Not only do St. Clair and Maassen include a selection of rare texts, they surround each selection with an extremely informative apparatus. As with Part I of the series, which covered the period 1500-1640, the editors include a headnote with each facsimile reproduction. These headnotes typically contain information about the author (or the assumed author in “mysterious” cases) and information on the composition and publication of the work. For example, in the headnote to Heydon’s Advice to a Daughter, the editors explain that it “was not meant to offer genuine instruction on women’s conduct but is a polemical refutation of Francis Osborne’s provocative Advice to a Son” (2.49). An excerpt from Osborne’s Advice to a Son precedes the Heydon selection, providing a wider contextual understanding of each of the works.
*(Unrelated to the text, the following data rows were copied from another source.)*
impl SessionDriver {
    pub fn new(
        llm: Arc<dyn LLMClient>,
        search: Arc<dyn SearchService>,
        prompts: Arc<Prompts>,
        settings: SessionSettings,
    ) -> Self {
        Self {
            llm,
            search,
            prompts,
            state: Self::opening_state(&settings),
            settings,
            finished: false,
            undelivered: Vec::new(),
        }
    }

    fn opening_state(settings: &SessionSettings) -> SessionState {
        let mut state = SessionState::new(settings);
        state.record(Role::System, SYSTEM_PERSONA);
        state.record(Role::Assistant, TOPIC_PROMPT);
        state
    }

    /// The message shown before the user's first turn.
    pub fn initial_output(&self) -> AgentOutput {
        AgentOutput {
            message: TOPIC_PROMPT.to_string(),
            input_mode: InputMode::FreeText,
        }
    }

    pub fn state(&self) -> &SessionState {
        &self.state
    }

    pub fn settings(&self) -> &SessionSettings {
        &self.settings
    }

    pub fn is_finished(&self) -> bool {
        self.finished
    }

    /// The stage the next turn will start at.
    pub fn current_stage(&self) -> Stage {
        route(&self.state)
    }

    /// Replaces the session settings. They apply from the next topic-cycle or reset.
    pub fn update_settings(&mut self, settings: SessionSettings) {
        info!(?settings, "Session settings updated");
        self.settings = settings;
    }

    /// Starts over with an empty transcript, as if the session had just been created.
    pub fn clear(&mut self) -> AgentOutput {
        info!("Clearing conversation");
        let mut state = Self::opening_state(&self.settings);
        self.apply_current_settings(&mut state);
        self.state = state;
        self.finished = false;
        self.undelivered.clear();
        self.initial_output()
    }

    fn apply_current_settings(&self, state: &mut SessionState) {
        state.apply_settings(
            self.settings.difficulty,
            self.settings.detail_level,
            self.settings.question_count,
        );
    }

    /// Processes one user message and returns everything the agent says in reply.
    #[instrument(skip_all, fields(stage = tracing::field::Empty))]
    pub async fn handle_turn(&mut self, input: &str) -> Result<AgentOutput, TurnError> {
        if self.finished {
            return Err(TurnError::SessionEnded);
        }

        if parsing::is_reset_command(input) {
            info!("Reset requested");
            let mut state = self.state.reset(true);
            self.apply_current_settings(&mut state);
            state.record(Role::User, input);
            self.undelivered.clear();
            return Ok(self.commit(state, vec![Reply::text(TOPIC_PROMPT)]));
        }

        let mut state = self.state.clone();
        state.record(Role::User, input);

        let first = route(&state);
        let mut pending = if first.awaits_input(&state) {
            Some(input)
        } else {
            info!(stage = %first, "Resuming at stage that failed last turn");
            None
        };
        let mut replies: Vec<Reply> = Vec::new();

        for _ in 0..MAX_STAGES_PER_TURN {
            let stage = route(&state);
            Span::current().record("stage", tracing::field::display(stage));

            let transition = if stage.awaits_input(&state) {
                let Some(text) = pending.take() else {
                    replies.extend(stages::prompt_for(stage, &state));
                    return Ok(self.commit(state, replies));
                };
                debug!(stage = %stage, "Consuming user input");
                self.run_input_stage(stage, state, text)
            } else {
                debug!(stage = %stage, "Running stage");
                let outcome = self.run_auto_stage(stage, &state).await;
                match outcome {
                    Ok(transition) => transition,
                    Err(source) => {
                        warn!(stage = %stage, error = %source, "Stage failed");
                        self.hold(state, replies);
                        return Err(TurnError::Capability { stage, source });
                    }
                }
            };

            state = transition.state;
            replies.extend(transition.reply);

            if stage.is_terminal() {
                info!("Conversation ended");
                self.finished = true;
                return Ok(self.commit(state, replies));
            }
        }

        warn!(limit = MAX_STAGES_PER_TURN, "Turn stalled");
        self.hold(state, replies);
        Err(TurnError::Stalled(MAX_STAGES_PER_TURN))
    }

    fn run_input_stage(&self, stage: Stage, state: SessionState, input: &str) -> Transition {
        match stage {
            Stage::IntakeTopic => stages::intake_topic(state, Some(input), &self.settings),
            Stage::AskQuizReadiness => stages::ask_quiz_readiness(state, input),
            Stage::AskQuestionCount => stages::ask_question_count(state, input),
            Stage::PresentQuestion => stages::collect_answer(state, input),
            Stage::ConfirmNextQuestion => stages::confirm_next_question(state, input),
            Stage::AskNextAction => stages::ask_next_action(state, input),
            other => {
                warn!(stage = %other, "Stage does not take input");
                Transition::silent(state)
            }
        }
    }

    async fn run_auto_stage(
        &self,
        stage: Stage,
        state: &SessionState,
    ) -> Result<Transition, PortError> {
        let ctx = StageContext {
            llm: self.llm.as_ref(),
            search: self.search.as_ref(),
            prompts: &self.prompts,
            settings: &self.settings,
        };
        let state = state.clone();
        match stage {
            Stage::IntakeTopic => Ok(stages::intake_topic(state, None, &self.settings)),
            Stage::FetchInformation => Ok(stages::fetch_information(state, &ctx).await),
            Stage::Summarize => stages::summarize(state, &ctx).await,
            Stage::GenerateQuizQuestions => stages::generate_quiz_questions(state, &ctx).await,
            Stage::GradeAnswer => stages::grade_answer(state, &ctx).await,
            Stage::AdvanceOrSummarizeQuiz => {
                Ok(stages::advance_or_summarize_quiz(state, &self.settings))
            }
            Stage::SuggestRelatedTopics => stages::suggest_related_topics(state, &ctx).await,
            Stage::EndConversation => Ok(stages::end_conversation(state)),
            _ => Ok(Transition::silent(state)),
        }
    }

    fn store(&mut self, mut state: SessionState, replies: &[Reply]) {
        for reply in replies {
            state.record(Role::Assistant, reply.message.clone());
        }
        self.state = state;
    }

    /// Stores the progress of a failed turn and keeps its replies for the next output.
    fn hold(&mut self, state: SessionState, replies: Vec<Reply>) {
        self.store(state, &replies);
        if !replies.is_empty() {
            debug!(count = replies.len(), "Holding replies until the next turn");
        }
        self.undelivered.extend(replies);
    }

    /// Stores `state`, records the replies in its transcript and joins them, after any
    /// held replies, into one output.
    fn commit(&mut self, state: SessionState, replies: Vec<Reply>) -> AgentOutput {
        self.store(state, &replies);

        let replies = std::mem::take(&mut self.undelivered)
            .into_iter()
            .chain(replies)
            .collect::<Vec<_>>();
        let input_mode = replies
            .last()
            .map(|reply| reply.input_mode)
            .unwrap_or_default();
        let message = replies
            .into_iter()
            .map(|reply| reply.message)
            .collect::<Vec<_>>()
            .join("\n\n");
        AgentOutput {
            message,
            input_mode,
        }
    }
}
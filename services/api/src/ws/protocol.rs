//! Defines the WebSocket message protocol between the browser client and the API server.

use crate::models::{OutputBody, SettingsPayload};
use serde::{Deserialize, Serialize};
use uuid::Uuid;

/// Messages sent from the client (browser) to the server.
#[derive(Deserialize, Debug)]
#[serde(tag = "type", rename_all = "snake_case")]
pub enum ClientMessage {
    /// Starts a conversation. This must be the first message.
    Init {
        /// Overrides for the server's default session settings.
        #[serde(default)]
        settings: Option<SettingsPayload>,
    },
    /// A text message from the user to the agent.
    UserMessage { text: String },
    /// Changes the settings used from the next topic onward.
    UpdateSettings { settings: SettingsPayload },
    /// Restarts the conversation with an empty transcript.
    Clear,
}

/// Messages sent from the server to the client (browser).
#[derive(Serialize, Debug, Clone)]
#[serde(tag = "type", rename_all = "snake_case")]
pub enum ServerMessage {
    /// Confirms the session exists and carries the opening prompt.
    Initialized { session_id: Uuid, output: OutputBody },
    /// Everything the agent said in reply to one user message.
    AgentOutput { output: OutputBody },
    /// Reports an error. The session stays open unless `ended` follows.
    Error { message: String },
    /// The conversation is over; the server closes the socket after this.
    Ended,
}
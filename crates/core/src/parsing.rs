//! Best-effort interpretation of user input and model output.
//!
//! Nothing in here fails: every irregular input resolves to a documented default.

use crate::session_state::{Grade, read_question_count};
use serde_json::Value;

const AFFIRMATIVE: [&str; 5] = ["yes", "y", "sure", "ok", "okay"];
const EXIT_WORDS: [&str; 4] = ["exit", "quit", "bye", "goodbye"];
const NEW_TOPIC_WORDS: [&str; 2] = ["new", "new topic"];
const RESET_WORDS: [&str; 3] = ["restart", "new", "new topic"];

/// Placeholder suggestions used when the model's related-topics reply is unusable.
pub const FALLBACK_RELATED_TOPICS: [&str; 3] = [
    "Healthy eating and nutrition",
    "Exercise and physical activity",
    "Preventive care and regular check-ups",
];

fn normalized(input: &str) -> String {
    input.trim().to_lowercase()
}

pub fn is_affirmative(input: &str) -> bool {
    AFFIRMATIVE.contains(&normalized(input).as_str())
}

/// Whether the input asks for a full restart, whatever stage the dialogue is in.
pub fn is_reset_command(input: &str) -> bool {
    RESET_WORDS.contains(&normalized(input).as_str())
}

/// Reads a question count, clamped to the supported range. Non-numeric input yields 1.
pub fn parse_question_count(input: &str) -> usize {
    read_question_count(input).unwrap_or(1)
}

/// The user's reply at the next-action prompt.
#[derive(Debug, Clone, PartialEq, Eq)]
pub enum NextActionChoice {
    Exit,
    NewTopic,
    /// A related topic picked by its 1-based number.
    Related(String),
    Unrecognized,
}

pub fn parse_next_action(input: &str, related_topics: &[String]) -> NextActionChoice {
    let choice = normalized(input);
    if EXIT_WORDS.contains(&choice.as_str()) {
        return NextActionChoice::Exit;
    }
    if NEW_TOPIC_WORDS.contains(&choice.as_str()) {
        return NextActionChoice::NewTopic;
    }
    match choice.parse::<usize>() {
        Ok(n) if (1..=related_topics.len()).contains(&n) => {
            NextActionChoice::Related(related_topics[n - 1].clone())
        }
        _ => NextActionChoice::Unrecognized,
    }
}

/// Extracts a list of strings from the first `[` to the last `]` of `text`.
///
/// Non-string elements are kept in their JSON form. Returns `None` when there is no
/// bracketed span or it does not parse as a JSON array.
pub fn extract_string_array(text: &str) -> Option<Vec<String>> {
    let start = text.find('[')?;
    let end = text.rfind(']')?;
    if end <= start {
        return None;
    }
    let items: Vec<Value> = serde_json::from_str(&text[start..=end]).ok()?;
    Some(
        items
            .into_iter()
            .map(|item| match item {
                Value::String(s) => s.trim().to_string(),
                other => other.to_string(),
            })
            .filter(|item| !item.is_empty())
            .collect(),
    )
}

/// Quiz questions from a model reply; falls back to the raw reply as one question.
pub fn parse_quiz_questions(raw: &str) -> Vec<String> {
    match extract_string_array(raw) {
        Some(questions) if !questions.is_empty() => questions,
        _ => vec![raw.to_string()],
    }
}

/// Up to three related topics from a model reply; falls back to fixed placeholders.
pub fn parse_related_topics(raw: &str) -> Vec<String> {
    match extract_string_array(raw) {
        Some(topics) if !topics.is_empty() => topics.into_iter().take(3).collect(),
        _ => FALLBACK_RELATED_TOPICS.iter().map(|t| t.to_string()).collect(),
    }
}

/// Finds the verdict on the grader's `Grade:` line, tolerating markdown emphasis.
pub fn parse_grade(raw: &str) -> Grade {
    for line in raw.lines() {
        let line = line.trim().trim_start_matches(['#', '-', '*', ' ']).to_lowercase();
        let line = line.replace('*', "");
        if let Some(verdict) = line.strip_prefix("grade:") {
            let verdict = verdict.trim();
            if verdict.starts_with("pass") {
                return Grade::Pass;
            }
            if verdict.starts_with("fail") {
                return Grade::Fail;
            }
        }
    }
    Grade::Ungraded
}
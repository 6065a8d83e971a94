pub mod driver;
pub mod error;
pub mod llm_client;
pub mod parsing;
pub mod prompts;
pub mod router;
pub mod search;
pub mod session_state;
pub mod stages;

use serde::{Deserialize, Serialize};

/// How the presentation layer should collect the user's next message.
#[derive(Debug, Clone, Copy, PartialEq, Eq, Default, Serialize, Deserialize)]
#[serde(rename_all = "snake_case")]
pub enum InputMode {
    /// Any text.
    #[default]
    FreeText,
    /// A yes/no answer; a UI may offer two buttons instead of a text box.
    YesNo,
}

/// What the agent says at the end of a turn.
///
/// This is the only thing the core hands back to a presentation layer, which keeps
/// the dialogue logic independent of whether it is shown in a terminal, a web page,
/// or over a WebSocket.
#[derive(Debug, Clone, PartialEq, Eq, Serialize, Deserialize)]
pub struct AgentOutput {
    pub message: String,
    pub input_mode: InputMode,
}
//! Live Session Registry
//!
//! Sessions live only in memory. Each driver sits behind its own async mutex so
//! turns on one session are serialized while different sessions run in parallel.

use chrono::{DateTime, Utc};
use healthbot_core::driver::SessionDriver;
use std::collections::HashMap;
use std::sync::Arc;
use tokio::sync::{Mutex, RwLock};
use tracing::info;
use uuid::Uuid;

pub struct SessionEntry {
    pub driver: Mutex<SessionDriver>,
    pub created_at: DateTime<Utc>,
}

pub type SharedSession = Arc<SessionEntry>;

#[derive(Clone, Default)]
pub struct SessionRegistry {
    sessions: Arc<RwLock<HashMap<Uuid, SharedSession>>>,
}

impl SessionRegistry {
    pub fn new() -> Self {
        Self::default()
    }

    /// Registers a new session and returns its id.
    pub async fn insert(&self, driver: SessionDriver) -> (Uuid, SharedSession) {
        let id = Uuid::new_v4();
        let entry = Arc::new(SessionEntry {
            driver: Mutex::new(driver),
            created_at: Utc::now(),
        });
        self.sessions.write().await.insert(id, entry.clone());
        info!(session_id = %id, "Session registered");
        (id, entry)
    }

    pub async fn get(&self, id: &Uuid) -> Option<SharedSession> {
        self.sessions.read().await.get(id).cloned()
    }

    /// Drops a session. Returns whether it existed.
    pub async fn remove(&self, id: &Uuid) -> bool {
        let removed = self.sessions.write().await.remove(id).is_some();
        if removed {
            info!(session_id = %id, "Session removed");
        }
        removed
    }

    /// Every live session, oldest first.
    pub async fn list(&self) -> Vec<(Uuid, SharedSession)> {
        let mut sessions: Vec<_> = self
            .sessions
            .read()
            .await
            .iter()
            .map(|(id, entry)| (*id, entry.clone()))
            .collect();
        sessions.sort_by_key(|(_, entry)| entry.created_at);
        sessions
    }

    pub async fn len(&self) -> usize {
        self.sessions.read().await.len()
    }
}
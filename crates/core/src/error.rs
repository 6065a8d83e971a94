//! Capability port errors.

use std::time::Duration;
use thiserror::Error;

/// An error returned by the completion or search port, with a coarse classification.
#[derive(Debug, Clone, Error, PartialEq, Eq)]
#[error("{kind}: {message}")]
pub struct PortError {
    pub kind: PortErrorKind,
    pub message: String,
}

impl PortError {
    pub fn new(kind: PortErrorKind, message: impl Into<String>) -> Self {
        Self {
            kind,
            message: message.into(),
        }
    }

    pub fn network(message: impl Into<String>) -> Self {
        Self::new(PortErrorKind::Network, message)
    }

    pub fn provider(message: impl Into<String>) -> Self {
        Self::new(PortErrorKind::Provider, message)
    }

    pub fn empty_response(message: impl Into<String>) -> Self {
        Self::new(PortErrorKind::EmptyResponse, message)
    }

    pub fn timeout(after: Duration) -> Self {
        Self::new(
            PortErrorKind::Timeout,
            format!("no response after {}s", after.as_secs()),
        )
    }
}

/// Error classification, used for logging and for choosing user-facing wording.
#[derive(Debug, Clone, Copy, PartialEq, Eq)]
pub enum PortErrorKind {
    /// Transport failure reaching the collaborator.
    Network,
    /// The collaborator answered with an error status or an unusable payload.
    Provider,
    /// The collaborator answered successfully but with no content.
    EmptyResponse,
    /// The caller-imposed deadline elapsed.
    Timeout,
}

impl std::fmt::Display for PortErrorKind {
    fn fmt(&self, f: &mut std::fmt::Formatter<'_>) -> std::fmt::Result {
        let label = match self {
            PortErrorKind::Network => "network error",
            PortErrorKind::Provider => "provider error",
            PortErrorKind::EmptyResponse => "empty response",
            PortErrorKind::Timeout => "timed out",
        };
        f.write_str(label)
    }
}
One problem with Conduct Literature for Women, 1640-1710 is that the facsimiles are not always completely legible. In some cases this may be the result of a text that is blurred, while in others it may be, as St. Clair and Maassen explain in their “Note on Copy Texts,” the consequence of the “inevitable” “bending of the facsimile texts” in an attempt “to preserve the bindings of the originals.”
On the whole, however, this is an excellent resource for scholars interested in conduct literature, as well as for those scholars who wish to gain access to learned information about the literature in order to further their own research in the period.